The way that the asynchronous encryption works is simple in concept:

  1. Identify the address of the person that you want to send an encrypted email to, and if they have a public key available download it.
  2. Use the public key to encrypt the information that you wish to send. The important point is that the encryption process is a one way street. Even with the public key to hand the original message cannot be extracted from the encrypted data.
  3. Send the encrypted data to the intended recipient. The user will receive the data and can then upencrypt the data using their private key and a passphrase associated with the encryption keys.

As you can see, the data treated in this way is secured. However, this information can only be sent to users who have generated their own encryption keys.

Another, more common use of the encryption key pair is to ‘sign’ messages or files in order to confirm their veracity. In many ways the signing process is similar to that of generating an m5 signature of a file. An apparently random string of characters which is a product of the information being signed, the users private key and passphrase is appended to the information. The public key can be used to compare the signature with the signed data, and can confirm that whoever created the signature has access both to the private key for the user, the key’s passphrase and the original content of the data. Changing either the data that is signed or the signing string will cause a mismatch indicative of data that has been tampered with.

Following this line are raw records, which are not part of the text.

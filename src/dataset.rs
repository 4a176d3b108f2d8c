//! In-memory tabular dataset with named columns and stable row order.

use std::{io::Read, path::Path};

use anyhow::{Context, Result};
use encoding_rs::Encoding;
use log::{debug, warn};

use crate::io_utils;

#[derive(Debug, Clone, Default, PartialEq)]
pub struct Dataset {
    headers: Vec<String>,
    rows: Vec<Vec<String>>,
}

impl Dataset {
    pub fn new(headers: Vec<String>, rows: Vec<Vec<String>>) -> Self {
        Self { headers, rows }
    }

    pub fn from_path(path: &Path, delimiter: u8, encoding: &'static Encoding) -> Result<Self> {
        let reader = io_utils::open_csv_reader_from_path(path, delimiter)?;
        let dataset =
            Self::from_csv(reader, encoding).with_context(|| format!("Reading dataset {path:?}"))?;
        debug!(
            "Loaded {} row(s) x {} column(s) from {:?}",
            dataset.row_count(),
            dataset.headers.len(),
            path
        );
        Ok(dataset)
    }

    pub fn from_reader<R: Read>(reader: R, delimiter: u8, encoding: &'static Encoding) -> Result<Self> {
        Self::from_csv(io_utils::open_csv_reader(reader, delimiter), encoding)
    }

    fn from_csv<R: Read>(mut reader: csv::Reader<R>, encoding: &'static Encoding) -> Result<Self> {
        let headers = io_utils::reader_headers(&mut reader, encoding)?;
        let mut rows = Vec::new();
        for (row_idx, record) in reader.byte_records().enumerate() {
            let record = record.with_context(|| format!("Reading row {}", row_idx + 2))?;
            let decoded = io_utils::decode_record(&record, encoding)
                .with_context(|| format!("Decoding row {}", row_idx + 2))?;
            rows.push(decoded);
        }
        Ok(Self { headers, rows })
    }

    pub fn headers(&self) -> &[String] {
        &self.headers
    }

    pub fn rows(&self) -> &[Vec<String>] {
        &self.rows
    }

    pub fn row_count(&self) -> usize {
        self.rows.len()
    }

    pub fn column_index(&self, name: &str) -> Option<usize> {
        self.headers.iter().position(|h| h == name)
    }

    /// Values of the named column; cells missing from short rows read as empty.
    pub fn column(&self, name: &str) -> Option<Vec<String>> {
        let idx = self.column_index(name)?;
        Some(
            self.rows
                .iter()
                .map(|row| row.get(idx).cloned().unwrap_or_default())
                .collect(),
        )
    }

    /// Subject column selection: an absent column becomes one blank value per
    /// row so the row count is preserved.
    pub fn column_or_blank(&self, name: &str) -> Vec<String> {
        self.column(name).unwrap_or_else(|| {
            warn!(
                "Column '{name}' not found (available: {}); treating all {} row(s) as empty",
                self.headers.join(", "),
                self.row_count()
            );
            vec![String::new(); self.row_count()]
        })
    }

    /// Reference column selection: an absent column becomes an empty vocabulary.
    pub fn column_or_empty(&self, name: &str) -> Vec<String> {
        self.column(name).unwrap_or_else(|| {
            warn!(
                "Reference column '{name}' not found (available: {}); vocabulary is empty",
                self.headers.join(", ")
            );
            Vec::new()
        })
    }
}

All of this probably sounds like quite a lot of hassle. The good news is that it is simple to automate the process in a simple, cross-platform way. Thunderbird supports a simple add-on ‘Enigmail’ which handles importing and managing public keys, signing and encrypting. It also confirms the identity of users if content is signed.

The only downside? No one I know cares enough about this stuff to actually go through the steps of creating a key pair and starting to encrypt their information. I’ll just keep to signing for the time being.

If you want to be able to email me securely then the following are my public keys, along with their associated email addresses: (Work address):

Version: SKS 1.1.4
Comment: Hostname:

—–END PGP PUBLIC KEY BLOCK—– (Home address):

Version: SKS 1.1.4
Comment: Hostname:


The really cool thing is that with the apps APG and K9-Mail I can have this same functionality on my phone as on my desktop machines!